## TASK TO COMPLETE
Examine the records and identify each line that includes the string "WorldPos". Copy those lines.

Collected data entries:
++++

//! World management
//!
//! The World is the central container for all ECS data. It owns the entity
//! allocator, one column per registered component type and the asset store,
//! and it is the only thing systems read from while a tick is evaluated.

use crate::ecs::assets::{Asset, AssetStore, Handle};
use crate::ecs::component::ErasedColumn;
use crate::ecs::entity::EntityAllocator;
use crate::ecs::query::{Query, QueryData};
use crate::ecs::{Bundle, Column, Component, ComponentId, Entity};
use crate::error::{Error, Result};
use std::collections::BTreeMap;
use std::fmt;

/// The main ECS world container
///
/// World manages entity lifecycles and stores components column by column.
/// Cloning a world deep-copies every column, which is how simulations are
/// forked.
pub struct World {
    entities: EntityAllocator,
    columns: BTreeMap<ComponentId, Box<dyn ErasedColumn>>,
    assets: AssetStore,
    tick: u64,
}

impl World {
    /// Create a new empty world
    pub fn new() -> Self {
        World {
            entities: EntityAllocator::default(),
            columns: BTreeMap::new(),
            assets: AssetStore::new(),
            tick: 0,
        }
    }

    /// Spawn a body from a bundle of components
    ///
    /// Every value is validated before an entity is allocated, so a rejected
    /// bundle leaves the world untouched.
    pub fn spawn<B: Bundle>(&mut self, bundle: B) -> Result<Entity> {
        let count = check_bundle(&bundle)?;
        let entity = self.entities.allocate();
        bundle.insert_into(self, entity);
        log::debug!("spawned {} with {} components", entity, count);
        Ok(entity)
    }

    /// Add or overwrite every component of `bundle` on a live entity
    ///
    /// Validation happens before anything is written, as for [`spawn`].
    ///
    /// [`spawn`]: World::spawn
    pub fn insert_bundle<B: Bundle>(&mut self, entity: Entity, bundle: B) -> Result<()> {
        if !self.is_alive(entity) {
            return Err(Error::EntityNotFound(entity));
        }
        let count = check_bundle(&bundle)?;
        bundle.insert_into(self, entity);
        log::debug!("inserted {} components on {}", count, entity);
        Ok(())
    }

    /// Remove an entity and every component it owns
    pub fn despawn(&mut self, entity: Entity) -> Result<()> {
        if !self.entities.free(entity) {
            return Err(Error::EntityNotFound(entity));
        }
        for column in self.columns.values_mut() {
            column.remove_entity(entity);
        }
        log::debug!("despawned {}", entity);
        Ok(())
    }

    /// Check if an entity is alive
    pub fn is_alive(&self, entity: Entity) -> bool {
        self.entities.is_alive(entity)
    }

    /// Get the number of alive entities
    pub fn entity_count(&self) -> usize {
        self.entities.len()
    }

    /// Alive entities in ascending index order
    pub fn entities(&self) -> impl Iterator<Item = Entity> + '_ {
        self.entities.iter()
    }

    /// Register a component type without inserting any values
    ///
    /// Querying a registered but empty column yields no rows instead of an
    /// error.
    pub fn register<T: Component>(&mut self) {
        self.column_or_register::<T>();
    }

    /// Whether a column exists for `T`
    pub fn is_registered<T: Component>(&self) -> bool {
        self.columns.contains_key(&ComponentId::of::<T>())
    }

    /// Whether a column exists for the component id
    pub fn has_column(&self, id: ComponentId) -> bool {
        self.columns.contains_key(&id)
    }

    /// Registered component ids in name order
    pub fn component_ids(&self) -> impl Iterator<Item = ComponentId> + '_ {
        self.columns.keys().copied()
    }

    /// Column for `T`
    pub fn column<T: Component>(&self) -> Result<&Column<T>> {
        self.columns
            .get(&ComponentId::of::<T>())
            .and_then(|column| column.as_any().downcast_ref::<Column<T>>())
            .ok_or(Error::ComponentNotRegistered {
                component: T::name(),
            })
    }

    /// Mutable column for `T`
    pub fn column_mut<T: Component>(&mut self) -> Result<&mut Column<T>> {
        self.columns
            .get_mut(&ComponentId::of::<T>())
            .and_then(|column| column.as_any_mut().downcast_mut::<Column<T>>())
            .ok_or(Error::ComponentNotRegistered {
                component: T::name(),
            })
    }

    pub(crate) fn column_or_register<T: Component>(&mut self) -> &mut Column<T> {
        let column = self
            .columns
            .entry(ComponentId::of::<T>())
            .or_insert_with(|| {
                log::debug!("registered component column `{}`", T::name());
                Box::new(Column::<T>::new())
            });
        match column.as_any_mut().downcast_mut::<Column<T>>() {
            Some(column) => column,
            // Ids are derived from the TypeId of T, so the downcast cannot miss
            None => unreachable!("column for `{}` has a different type", T::name()),
        }
    }

    /// Component value of an entity
    pub fn get<T: Component>(&self, entity: Entity) -> Result<&T> {
        if !self.is_alive(entity) {
            return Err(Error::EntityNotFound(entity));
        }
        self.column::<T>()?
            .get(entity)
            .ok_or(Error::MissingComponent {
                entity,
                component: T::name(),
            })
    }

    /// Mutable component value of an entity
    pub fn get_mut<T: Component>(&mut self, entity: Entity) -> Result<&mut T> {
        if !self.is_alive(entity) {
            return Err(Error::EntityNotFound(entity));
        }
        self.column_mut::<T>()?
            .get_mut(entity)
            .ok_or(Error::MissingComponent {
                entity,
                component: T::name(),
            })
    }

    /// Add or overwrite one component on a live entity
    pub fn insert<T: Component>(&mut self, entity: Entity, value: T) -> Result<()> {
        if !self.is_alive(entity) {
            return Err(Error::EntityNotFound(entity));
        }
        value.validate()?;
        self.column_or_register::<T>().insert(entity, value);
        Ok(())
    }

    /// Remove one component from an entity
    pub fn remove<T: Component>(&mut self, entity: Entity) -> Result<T> {
        self.column_mut::<T>()?
            .remove(entity)
            .ok_or(Error::MissingComponent {
                entity,
                component: T::name(),
            })
    }

    /// Entities holding every component in `Q`, in ascending index order
    ///
    /// # Example
    ///
    /// ```
    /// use sixdof_ecs::ecs::World;
    /// use sixdof_ecs::ecs::components::{Force, WorldPos};
    /// use glam::DVec3;
    ///
    /// let mut world = World::new();
    /// world.spawn((WorldPos::from_linear(DVec3::X), Force::zero())).unwrap();
    /// world.spawn(WorldPos::from_linear(DVec3::Y)).unwrap();
    ///
    /// let query = world.query::<(WorldPos, Force)>().unwrap();
    /// assert_eq!(query.len(), 1);
    /// ```
    pub fn query<Q: QueryData>(&self) -> Result<Query<'_, Q>> {
        Query::new(self)
    }

    /// Store an asset and get a handle that can be attached to bodies
    pub fn insert_asset<A: Asset>(&mut self, asset: A) -> Handle<A> {
        self.assets.insert(asset)
    }

    /// Look up an asset by handle
    pub fn asset<A: Asset>(&self, handle: Handle<A>) -> Result<&A> {
        self.assets.get(handle)
    }

    /// The asset store
    pub fn assets(&self) -> &AssetStore {
        &self.assets
    }

    /// Number of completed ticks
    pub fn tick(&self) -> u64 {
        self.tick
    }

    pub(crate) fn advance_tick(&mut self) {
        self.tick += 1;
    }
}

/// Reject duplicate components and invalid values; returns the component count
fn check_bundle<B: Bundle>(bundle: &B) -> Result<usize> {
    let mut ids = Vec::new();
    bundle.component_ids(&mut ids);
    ids.sort();
    if let Some(pair) = ids.windows(2).find(|pair| pair[0] == pair[1]) {
        return Err(Error::InvalidComponent {
            component: pair[0].name(),
            reason: "appears more than once in the bundle".to_string(),
        });
    }
    bundle.validate_bundle()?;
    Ok(ids.len())
}

impl Default for World {
    fn default() -> Self {
        Self::new()
    }
}

impl Clone for World {
    fn clone(&self) -> Self {
        World {
            entities: self.entities.clone(),
            columns: self
                .columns
                .iter()
                .map(|(id, column)| (*id, column.clone_boxed()))
                .collect(),
            assets: self.assets.clone(),
            tick: self.tick,
        }
    }
}

impl fmt::Debug for World {
    fn fmt(&self, f: &mut fmt::Formatter<'_>) -> fmt::Result {
        let columns: BTreeMap<&str, usize> = self
            .columns
            .iter()
            .map(|(id, column)| (id.name(), column.len()))
            .collect();
        f.debug_struct("World")
            .field("entities", &self.entities.len())
            .field("columns", &columns)
            .field("assets", &self.assets.len())
            .field("tick", &self.tick)
            .finish()
    }
}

++++

## EXPECTED ANSWER
    /// use sixdof_ecs::ecs::components::{Force, WorldPos};
    /// world.spawn((WorldPos::from_linear(DVec3::X), Force::zero())).unwrap();
    /// world.spawn(WorldPos::from_linear(DVec3::Y)).unwrap();
    /// let query = world.query::<(WorldPos, Force)>().unwrap();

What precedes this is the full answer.